A verbatim copy of every entry is required. Produce it now.

··· Input material ···

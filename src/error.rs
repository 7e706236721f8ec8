//! Error types for the listing service
//!
//! Cache failures never leave the cache layer; store failures surface as
//! failed list requests. `ApiError` maps everything onto HTTP responses.

use axum::{
    http::StatusCode,
    response::{IntoResponse, Response},
    Json,
};
use thiserror::Error;
use tracing::error;

use crate::models::ErrorResponse;

// == Cache Error Enum ==
/// Failures reported by a cache backend.
///
/// These are always recovered by [`crate::cache::CacheService`].
#[derive(Error, Debug, Clone, PartialEq, Eq)]
pub enum CacheError {
    /// Backend could not be reached
    #[error("Cache unavailable: {0}")]
    Unavailable(String),

    /// Backend rejected or failed the operation
    #[error("Cache operation failed: {0}")]
    Operation(String),

    /// Entry violates the backend's key or value limits
    #[error("Invalid cache entry: {0}")]
    InvalidEntry(String),
}

// == Store Error Enum ==
/// Failures reported by the document store.
#[derive(Error, Debug, Clone, PartialEq, Eq)]
pub enum StoreError {
    /// Store could not be reached
    #[error("Store unavailable: {0}")]
    Unavailable(String),

    /// Predicate could not be evaluated
    #[error("Invalid predicate: {0}")]
    InvalidPredicate(String),

    /// No document with this id
    #[error("Document not found: {0}")]
    NotFound(String),

    /// A document with this id already exists
    #[error("Document already exists: {0}")]
    Conflict(String),

    /// Document could not be converted to or from its stored form
    #[error("Document encoding error: {0}")]
    Encoding(String),
}

// == Finder Error Enum ==
/// Failure of a list request.
#[derive(Error, Debug, Clone, PartialEq, Eq)]
pub enum FinderError {
    /// Page or count query failed
    #[error("Store query failed: {0}")]
    Store(#[from] StoreError),

    /// A stored document did not match the listing's item shape
    #[error("Failed to decode listing item: {0}")]
    Decode(String),
}

// == API Error Enum ==
/// Errors returned by HTTP handlers.
#[derive(Error, Debug)]
pub enum ApiError {
    /// List request failed
    #[error(transparent)]
    Query(#[from] FinderError),

    /// Write request failed
    #[error(transparent)]
    Store(#[from] StoreError),

    /// Unknown entity or document
    #[error("Not found: {0}")]
    NotFound(String),

    /// Invalid request data
    #[error("Invalid request: {0}")]
    InvalidRequest(String),
}

// == IntoResponse Implementation ==
impl IntoResponse for ApiError {
    fn into_response(self) -> Response {
        let (status, message) = match &self {
            ApiError::Query(err) => {
                error!(error = %err, "list request failed");
                (StatusCode::INTERNAL_SERVER_ERROR, "query failed".to_string())
            }
            ApiError::Store(StoreError::NotFound(id)) => {
                (StatusCode::NOT_FOUND, format!("Document not found: {}", id))
            }
            ApiError::Store(StoreError::Conflict(id)) => {
                (StatusCode::CONFLICT, format!("Document already exists: {}", id))
            }
            ApiError::Store(err) => {
                error!(error = %err, "write request failed");
                (StatusCode::INTERNAL_SERVER_ERROR, "write failed".to_string())
            }
            ApiError::NotFound(msg) => (StatusCode::NOT_FOUND, msg.clone()),
            ApiError::InvalidRequest(msg) => (StatusCode::BAD_REQUEST, msg.clone()),
        };

        (status, Json(ErrorResponse::new(message))).into_response()
    }
}

// == Result Type Alias ==
/// Convenience Result type for HTTP handlers.
pub type Result<T> = std::result::Result<T, ApiError>;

···

Completed task =
filename src/error.rs
repository 7e706236721f8ec8
//! Error types for the listing service
//!
//! Cache failures never leave the cache layer; store failures surface as
//! failed list requests. `ApiError` maps everything onto HTTP responses.

use axum::{
    http::StatusCode,
    response::{IntoResponse, Response},
    Json,
};
use thiserror::Error;
use tracing::error;

use crate::models::ErrorResponse;

// == Cache Error Enum ==
/// Failures reported by a cache backend.
///
/// These are always recovered by [`crate::cache::CacheService`].
#[derive(Error, Debug, Clone, PartialEq, Eq)]
pub enum CacheError {
    /// Backend could not be reached
    #[error("Cache unavailable: {0}")]
    Unavailable(String),

    /// Backend rejected or failed the operation
    #[error("Cache operation failed: {0}")]
    Operation(String),

    /// Entry violates the backend's key or value limits
    #[error("Invalid cache entry: {0}")]
    InvalidEntry(String),
}

// == Store Error Enum ==
/// Failures reported by the document store.
#[derive(Error, Debug, Clone, PartialEq, Eq)]
pub enum StoreError {
    /// Store could not be reached
    #[error("Store unavailable: {0}")]
    Unavailable(String),

    /// Predicate could not be evaluated
    #[error("Invalid predicate: {0}")]
    InvalidPredicate(String),

    /// No document with this id
    #[error("Document not found: {0}")]
    NotFound(String),

    /// A document with this id already exists
    #[error("Document already exists: {0}")]
    Conflict(String),

    /// Document could not be converted to or from its stored form
    #[error("Document encoding error: {0}")]
    Encoding(String),
}

// == Finder Error Enum ==
/// Failure of a list request.
#[derive(Error, Debug, Clone, PartialEq, Eq)]
pub enum FinderError {
    /// Page or count query failed
    #[error("Store query failed: {0}")]
    Store(#[from] StoreError),

    /// A stored document did not match the listing's item shape
    #[error("Failed to decode listing item: {0}")]
    Decode(String),
}

// == API Error Enum ==
/// Errors returned by HTTP handlers.
#[derive(Error, Debug)]
pub enum ApiError {
    /// List request failed
    #[error(transparent)]
    Query(#[from] FinderError),

    /// Write request failed
    #[error(transparent)]
    Store(#[from] StoreError),

    /// Unknown entity or document
    #[error("Not found: {0}")]
    NotFound(String),

    /// Invalid request data
    #[error("Invalid request: {0}")]
    InvalidRequest(String),
}

// == IntoResponse Implementation ==
impl IntoResponse for ApiError {
    fn into_response(self) -> Response {
        let (status, message) = match &self {
            ApiError::Query(err) => {
                error!(error = %err, "list request failed");
                (StatusCode::INTERNAL_SERVER_ERROR, "query failed".to_string())
            }
            ApiError::Store(StoreError::NotFound(id)) => {
                (StatusCode::NOT_FOUND, format!("Document not found: {}", id))
            }
            ApiError::Store(StoreError::Conflict(id)) => {
                (StatusCode::CONFLICT, format!("Document already exists: {}", id))
            }
            ApiError::Store(err) => {
                error!(error = %err, "write request failed");
                (StatusCode::INTERNAL_SERVER_ERROR, "write failed".to_string())
            }
            ApiError::NotFound(msg) => (StatusCode::NOT_FOUND, msg.clone()),
            ApiError::InvalidRequest(msg) => (StatusCode::BAD_REQUEST, msg.clone()),
        };

        (status, Json(ErrorResponse::new(message))).into_response()
    }
}

// == Result Type Alias ==
/// Convenience Result type for HTTP handlers.
pub type Result<T> = std::result::Result<T, ApiError>;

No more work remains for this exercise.